“Ya no aguanto, ¡quiero renunciar!” es una expresión que se está volviendo común en muchos lugares de trabajo. Suele ser síntoma del burnout laboral, ese estado de agotamiento mental, físico y emocional causado principalmente por el estrés, aunque hay otros desencadenantes, como relaciones interpersonales nocivas, precarias condiciones de trabajo o la falta de autonomía. Este conjunto de factores, efectivamente, puede llevar a condiciones extremas para las personas, haciendo que pasen de “vivir a sobrevivir”. Frente a eso, ¿cómo saber si estoy en el sitio adecuado en el instante preciso?
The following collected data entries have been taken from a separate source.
//! Random minor events.
//!
//! A single coarse roll per tick decides whether the pass runs at all;
//! when it does, every event in the table is rolled independently
//! against its own probability — zero, one, or several may fire.

use crate::{
    config::EventsConfig,
    error::SimResult,
    event::SimEvent,
    rng::SubsystemRng,
    staffing::StaffRoleId,
    state::{ActionKind, GameState, MessageDraft},
    subsystem::Subsystem,
    tickets::{self, Priority},
    timer::{TimerKind, TimerQueue},
    types::Tick,
};

const SPIKE_DAMAGE_CHANCE: f64 = 0.3;
const SPIKE_DAMAGE_COST: i64 = 2_000;
const SPIKE_UPTIME_PENALTY: f64 = 0.1;
const LATENCY_UPTIME_PENALTY: f64 = 0.05;
const POACH_SATISFACTION_HIT: f64 = 5.0;
const SALE_SERVER_PRICE: i64 = 6_400;

pub struct RandomEventsSubsystem {
    cfg: EventsConfig,
    sick_return_delay: Tick,
}

impl RandomEventsSubsystem {
    pub fn new(cfg: EventsConfig, sick_return_delay: Tick) -> Self {
        Self {
            cfg,
            sick_return_delay,
        }
    }
}

impl Subsystem for RandomEventsSubsystem {
    fn name(&self) -> &'static str {
        "events"
    }

    fn update(
        &mut self,
        state: &mut GameState,
        timers: &mut TimerQueue,
        rng: &mut SubsystemRng,
    ) -> SimResult<Vec<SimEvent>> {
        let mut events = Vec::new();

        if !rng.chance(self.cfg.gate_chance) {
            return Ok(events);
        }

        if rng.chance(self.cfg.disk_failure_chance) {
            log::warn!("disk failure on DC1-R12; ticket created");
            let (_, created) = tickets::file_ticket(
                state,
                "Disk Failure - DC1-R12",
                "Hard drive showing predictive failure signs.",
                Priority::P2,
                600,
                1,
                1_000,
            );
            events.push(created);
        }

        if rng.chance(self.cfg.vendor_sale_chance) {
            log::info!("vendor sale: servers 20% off");
            let mail = state.post_message(
                MessageDraft::new(
                    "sales@dell.com",
                    "Flash Sale: 20% Off Servers",
                    format!(
                        "This week only: all rack servers 20% off.\n\n\
                         R740: $8,000 -> ${SALE_SERVER_PRICE}\n\n\
                         Deal expires in 3 days."
                    ),
                )
                .with_action(
                    "Order R740",
                    ActionKind::OrderServer {
                        cost: SALE_SERVER_PRICE,
                    },
                ),
            );
            events.push(mail);
        }

        if rng.chance(self.cfg.power_spike_chance) {
            let damaged = rng.chance(SPIKE_DAMAGE_CHANCE);
            if damaged {
                log::error!("power spike caused equipment damage");
                state.money -= SPIKE_DAMAGE_COST;
                state.uptime -= SPIKE_UPTIME_PENALTY;
            } else {
                log::info!("power spike detected; UPS handled it");
            }
            events.push(SimEvent::PowerSpike { damaged });
        }

        if rng.chance(self.cfg.sick_day_chance) {
            let noc = state.staff.get_mut(StaffRoleId::Noc);
            if noc.count > 0 {
                noc.count -= 1;
                timers.schedule_wall(
                    state.wall_tick,
                    self.sick_return_delay,
                    TimerKind::StaffReturn {
                        role: StaffRoleId::Noc,
                    },
                );
                log::warn!("NOC tech sick; short staffed today");
                events.push(SimEvent::StaffSick {
                    role: StaffRoleId::Noc,
                    back_in: self.sick_return_delay,
                });
            }
        }

        if rng.chance(self.cfg.network_issue_chance) {
            log::warn!("network latency spike; investigating");
            state.uptime -= LATENCY_UPTIME_PENALTY;
            events.push(SimEvent::NetworkDegraded);
        }

        if rng.chance(self.cfg.competitor_poach_chance) {
            log::warn!("competitor offering lower prices to your clients");
            for client in &mut state.clients {
                client.satisfaction -= POACH_SATISFACTION_HIT;
            }
            events.push(SimEvent::CompetitorUndercut);
        }

        Ok(events)
    }
}
//! The matching engine: owns the book, the instrument registry, and the
//! statistics accumulator, and runs the background worker that drives
//! matching, expiry, and daily resets.

use crate::config::EngineConfig;
use crate::error::{InternalSweepError, SubmissionError};
use crate::instrument::InstrumentRegistry;
use crate::observability::{emit_timestamped, StatusSink, TracingSink};
use crate::order::{validate_price, validate_quantity, validate_time_in_force, Order, Trade};
use crate::orderbook::{BookSnapshot, OrderBook};
use crate::stats::{StatsAccumulator, StatsSnapshot};
use chrono::{DateTime, Utc};
use parking_lot::Mutex;
use std::panic::AssertUnwindSafe;
use std::sync::atomic::{AtomicBool, Ordering};
use std::sync::Arc;
use std::thread::JoinHandle;
use std::time::Instant;

/// Owns the book, registry, and stats; runs a background worker thread
/// that periodically sweeps the book, expires GTD (hourly) and DAY
/// (daily-reset) orders, and emits status snapshots.
pub struct MatchingEngine {
    registry: Arc<InstrumentRegistry>,
    book: Arc<Mutex<OrderBook>>,
    stats: Arc<StatsAccumulator>,
    sink: Arc<dyn StatusSink>,
    config: EngineConfig,
    running: Arc<AtomicBool>,
    worker: Mutex<Option<JoinHandle<()>>>,
}

impl MatchingEngine {
    pub fn new(registry: Arc<InstrumentRegistry>, config: EngineConfig) -> Self {
        Self::with_sink(registry, config, Arc::new(TracingSink))
    }

    pub fn with_sink(registry: Arc<InstrumentRegistry>, config: EngineConfig, sink: Arc<dyn StatusSink>) -> Self {
        Self {
            registry,
            book: Arc::new(Mutex::new(OrderBook::new())),
            stats: Arc::new(StatsAccumulator::new()),
            sink,
            config,
            running: Arc::new(AtomicBool::new(false)),
            worker: Mutex::new(None),
        }
    }

    pub fn running(&self) -> bool {
        self.running.load(Ordering::Relaxed)
    }

    /// Starts the background worker if not already running. Resets
    /// statistics and marks the engine running before spawning the
    /// thread, so `running()` is true as soon as `start()` returns.
    pub fn start(&self) {
        if self.running.swap(true, Ordering::SeqCst) {
            tracing::info!("start() called while already running; no-op");
            return;
        }

        self.stats.reset();
        emit_timestamped(&*self.sink, "matching engine started");
        tracing::info!("matching engine worker starting");

        let book = Arc::clone(&self.book);
        let stats = Arc::clone(&self.stats);
        let sink = Arc::clone(&self.sink);
        let running = Arc::clone(&self.running);
        let config = self.config;

        let handle = std::thread::Builder::new()
            .name("matching-engine-worker".to_string())
            .spawn(move || worker_loop(book, stats, sink, running, config))
            .expect("failed to spawn matching engine worker thread");

        *self.worker.lock() = Some(handle);
    }

    /// Stops the worker if running, clearing the running flag and
    /// joining the thread. A no-op if already stopped (P6).
    pub fn stop(&self) {
        if !self.running.swap(false, Ordering::SeqCst) {
            tracing::info!("stop() called while already stopped; no-op");
            return;
        }
        if let Some(handle) = self.worker.lock().take() {
            let _ = handle.join();
        }
        emit_timestamped(&*self.sink, "matching engine stopped");
        tracing::info!("matching engine worker stopped");
    }

    /// Looks up the instrument, validates the order, inserts it into
    /// the book, and runs an immediate matching sweep under the same
    /// lock acquisition — so a crossing order is matched before this
    /// call returns.
    pub fn submit(&self, order: Order) -> bool {
        if let Err(e) = self.reject_reason(&order) {
            tracing::warn!(order_id = order.order_id, error = %e, "submit rejected");
            return false;
        }

        let mut book = self.book.lock();
        book.insert(order);
        let trades = book.matching_sweep();
        drop(book);

        if !trades.is_empty() {
            for trade in &trades {
                self.stats.record_trade(trade);
            }
            emit_timestamped(&*self.sink, &format!("sweep produced {} trade(s)", trades.len()));
        }
        true
    }

    /// Looks up the instrument and runs the validators, returning the
    /// first [`SubmissionError`] encountered, if any. This is the single
    /// site that constructs §7's `UnknownInstrument`/`InvalidPrice`/
    /// `InvalidQuantity` error kinds; `submit` collapses the result to a
    /// boolean per the spec's "reported locally by return value" policy.
    fn reject_reason(&self, order: &Order) -> Result<(), SubmissionError> {
        let instrument = self
            .registry
            .find(order.instrument_id, &order.market_code, &order.currency)
            .ok_or_else(|| SubmissionError::UnknownInstrument {
                instrument_id: order.instrument_id,
                market_code: order.market_code.clone(),
                currency: order.currency.clone(),
            })?;

        validate_price(order.price, &instrument, self.config.price_epsilon)?;
        validate_quantity(order.original_qty, &instrument)?;
        validate_time_in_force(order, Utc::now())?;
        Ok(())
    }

    /// Runs the book's GTD expiry sweep against a caller-supplied `now`,
    /// rather than the wall clock the worker loop uses. Exists so tests
    /// (and any other driver) can exercise hourly GTD expiry without
    /// waiting on real time.
    pub fn expire_gtd_at(&self, now: DateTime<Utc>) -> Vec<Order> {
        self.book.lock().expire_gtd(now)
    }

    pub fn status(&self) -> StatsSnapshot {
        self.stats.snapshot()
    }

    pub fn detailed_stats(&self) -> StatsSnapshot {
        self.stats.snapshot()
    }

    pub fn list_gtd(&self) -> Vec<Order> {
        self.book.lock().gtd_orders()
    }

    pub fn snapshot(&self) -> BookSnapshot {
        self.book.lock().snapshot()
    }

    pub fn last_trade(&self) -> Option<Trade> {
        self.book.lock().last_trade().cloned()
    }

    pub fn registry(&self) -> &InstrumentRegistry {
        &self.registry
    }
}

impl Drop for MatchingEngine {
    fn drop(&mut self) {
        self.stop();
    }
}

/// Runs one matching sweep, catching any panic inside it so the worker
/// loop can log and continue per §7's `InternalSweepError` policy
/// rather than taking the whole worker thread down.
fn run_sweep(book: &Mutex<OrderBook>) -> Result<Vec<Trade>, InternalSweepError> {
    std::panic::catch_unwind(AssertUnwindSafe(|| book.lock().matching_sweep())).map_err(|payload| {
        let message = payload
            .downcast_ref::<&str>()
            .map(|s| s.to_string())
            .or_else(|| payload.downcast_ref::<String>().cloned())
            .unwrap_or_else(|| "unknown panic in matching sweep".to_string());
        InternalSweepError::Inconsistent(message)
    })
}

fn worker_loop(
    book: Arc<Mutex<OrderBook>>,
    stats: Arc<StatsAccumulator>,
    sink: Arc<dyn StatusSink>,
    running: Arc<AtomicBool>,
    config: EngineConfig,
) {
    let mut last_expiry_check = Instant::now();
    let mut last_status = Instant::now();

    while running.load(Ordering::Relaxed) {
        if stats.daily_reset_due(config.daily_reset_interval) {
            let mut guard = book.lock();
            let expired_day_orders = guard.expire_day_orders();
            drop(guard);
            stats.reset_daily();
            emit_timestamped(
                &*sink,
                &format!("daily reset: {} DAY order(s) expired", expired_day_orders.len()),
            );
            tracing::info!(count = expired_day_orders.len(), "daily reset performed");
        }

        stats.record_matching_attempt();
        match run_sweep(&book) {
            Ok(trades) if !trades.is_empty() => {
                for trade in &trades {
                    stats.record_trade(trade);
                }
                emit_timestamped(&*sink, &format!("background sweep produced {} trade(s)", trades.len()));
            }
            Ok(_) => {}
            Err(sweep_err) => {
                tracing::error!(error = %sweep_err, "matching sweep failed; continuing worker loop");
            }
        }

        if last_expiry_check.elapsed() >= config.gtd_check_interval {
            let expired = {
                let mut guard = book.lock();
                guard.expire_gtd(Utc::now())
            };
            emit_timestamped(&*sink, &format!("GTD expiry check: {} order(s) expired", expired.len()));
            tracing::info!(count = expired.len(), "hourly GTD expiry check performed");
            last_expiry_check = Instant::now();
        }

        if last_status.elapsed() >= config.status_interval {
            let snap = stats.snapshot();
            emit_timestamped(
                &*sink,
                &format!(
                    "status: total_trades={} total_notional={} matching_attempts={} successful_matches={}",
                    snap.total_trade_count, snap.total_notional, snap.matching_attempts, snap.successful_matches
                ),
            );
            last_status = Instant::now();
        }

        std::thread::sleep(config.worker_tick_interval);
    }
}

#[cfg(test)]
mod tests {
    use super::*;
    use crate::instrument::Instrument;
    use crate::observability::RecordingSink;
    use crate::order::{LimitType, Side, TimeInForce};
    use std::time::Duration;

    fn registry_with_instrument(id: u64) -> Arc<InstrumentRegistry> {
        let registry = Arc::new(InstrumentRegistry::new());
        registry.register(Instrument::new(id, "XPAR", "EUR", "Sample SA", 100, 2));
        registry
    }

    fn order(id: u64, side: Side, price: i64, qty: u64, instrument_id: u64) -> Order {
        Order {
            order_id: id,
            firm_id: 1,
            instrument_id,
            market_code: "XPAR".to_string(),
            currency: "EUR".to_string(),
            side,
            price,
            limit_type: LimitType::Limit,
            original_qty: qty,
            remaining_qty: qty,
            priority_ts: Utc::now(),
            time_in_force: TimeInForce::Day,
            expiration_ts: None,
        }
    }

    #[test]
    fn submit_rejects_unknown_instrument_p2() {
        let engine = MatchingEngine::new(Arc::new(InstrumentRegistry::new()), EngineConfig::default());
        assert!(!engine.submit(order(1, Side::Bid, 100, 100, 1)));
    }

    #[test]
    fn submit_rejects_bad_price_and_quantity_scenario_4() {
        let registry = registry_with_instrument(1);
        let engine = MatchingEngine::new(registry, EngineConfig::default());
        // Decimal price 150.005 is off the instrument's tick grid (tick=0.01); a
        // caller converting it would reject before `price` ever becomes ticks.
        let instrument = engine.registry().find(1, "XPAR", "EUR").unwrap();
        assert!(crate::order::decimal_price_to_ticks(150.005, &instrument, 1e-8).is_err());
        assert!(!engine.submit(order(1, Side::Bid, -1, 100, 1)));
        assert!(!engine.submit(order(2, Side::Bid, 15000, 150, 1)));
        assert!(engine.snapshot().bid_orders.is_empty());
    }

    #[test]
    fn submit_inserts_and_sweeps_immediately_scenario_1() {
        let registry = registry_with_instrument(1);
        let engine = MatchingEngine::new(registry, EngineConfig::default());
        assert!(engine.submit(order(1001, Side::Bid, 15500, 300, 1)));
        assert!(engine.submit(order(2001, Side::Ask, 14800, 200, 1)));

        let stats = engine.status();
        assert_eq!(stats.total_trade_count, 1);
        assert_eq!(stats.total_notional, 14800 * 200);

        let snapshot = engine.snapshot();
        assert_eq!(snapshot.bid_orders.len(), 1);
        assert_eq!(snapshot.bid_orders[0].remaining_qty, 100);
    }

    #[test]
    fn start_stop_is_idempotent_p6() {
        let registry = registry_with_instrument(1);
        let mut config = EngineConfig::default();
        config.worker_tick_interval = Duration::from_millis(10);
        let sink = Arc::new(RecordingSink::new());
        let engine = MatchingEngine::with_sink(registry, config, sink.clone());

        engine.stop();
        assert!(!engine.running());

        engine.start();
        assert!(engine.running());
        engine.start();
        assert!(engine.running());

        engine.stop();
        assert!(!engine.running());
        engine.stop();
        assert!(!engine.running());

        assert!(sink.lines().iter().any(|l| l.contains("started")));
        assert!(sink.lines().iter().any(|l| l.contains("stopped")));
    }

    #[test]
    fn start_resets_lifetime_stats_from_a_previous_run() {
        let registry = registry_with_instrument(1);
        let mut config = EngineConfig::default();
        config.worker_tick_interval = Duration::from_millis(500);
        let engine = MatchingEngine::new(registry, config);

        assert!(engine.submit(order(1001, Side::Bid, 15500, 300, 1)));
        assert!(engine.submit(order(2001, Side::Ask, 14800, 200, 1)));
        assert_eq!(engine.status().total_trade_count, 1);

        engine.start();
        engine.stop();

        assert_eq!(engine.status().total_trade_count, 0);
        assert_eq!(engine.status().total_notional, 0);
    }

    #[test]
    fn expire_gtd_at_removes_only_expired_gtd_orders() {
        let registry = registry_with_instrument(1);
        let engine = MatchingEngine::new(registry, EngineConfig::default());

        let mut gtd_order = order(3001, Side::Ask, 15200, 100, 1);
        gtd_order.time_in_force = TimeInForce::Gtd;
        gtd_order.expiration_ts = Some(Utc::now() + chrono::Duration::hours(1));
        assert!(engine.submit(gtd_order));

        let expired = engine.expire_gtd_at(Utc::now() + chrono::Duration::hours(2));
        assert_eq!(expired.len(), 1);
        assert_eq!(expired[0].order_id, 3001);
        assert!(engine.list_gtd().is_empty());
    }

    #[test]
    fn list_gtd_returns_only_gtd_orders() {
        let registry = registry_with_instrument(1);
        let engine = MatchingEngine::new(registry, EngineConfig::default());
        let mut gtd_order = order(1, Side::Ask, 15200, 100, 1);
        gtd_order.time_in_force = TimeInForce::Gtd;
        gtd_order.expiration_ts = Some(Utc::now() + chrono::Duration::hours(1));
        assert!(engine.submit(gtd_order));
        assert!(engine.submit(order(2, Side::Ask, 15300, 100, 1)));
        assert_eq!(engine.list_gtd().len(), 1);
    }
}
En primer lugar, sugiero realizarse esta pregunta: ¿Este sitio me ayudará a cumplir mis sueños? En ocasiones habrá que “pagar piso” -como se dice coloquialmente- para adquirir experiencia. Hay empresas reconocidas en nuestro medio como formadoras de carácter y talento, tanto así que la mención de su nombre en la historia laboral suele ser positivo en los procesos de selección. Pero también es real que -en la mayoría de las ocasiones- son empresas de paso.

La siguiente pregunta es: ¿Tiene sentido el trabajo que estoy realizando? Viktor Fankl, en su libro El hombre en busca de sentido, afirmaba que las personas que tienen un propósito en su vida mostraban mayor capacidad de autorregularse y ser resilientes en entornos adversos. Algo así enfatizaba una persona que recibe reclamos de airados clientes, diciéndome “el objetivo de mi trabajo es el de devolverles la sonrisa a las personas que llegan a mi puesto, por lo menos una al día”.

La tercera pregunta sería: ¿Puedes influir o cambiar algo en ese entorno? En ocasiones, la presión conduce a enfocar mejor nuestros recursos. Hace poco conocí a una pareja de emprendedores que contaba cómo su historia de éxito nació de su momento más difícil de la pandemia: “A las tres de la mañana se me ocurrió una idea, y bajé a ejecutarla. Al final del día, tenía una lista de pedidos de futuros clientes”.

Si las respuestas a las tres preguntas anteriores son negativas, es tiempo de emprender nuevos rumbos. Pero las historias que mencioné nos recuerdan que la presión bien conducida nos ayuda a pensar “fuera de la caja”, aunque eso sí, presupone tener un insumo mínimo de optimismo, de conocer nuestro valor esencial como persona y de poner en manos de Dios lo que no se puede controlar.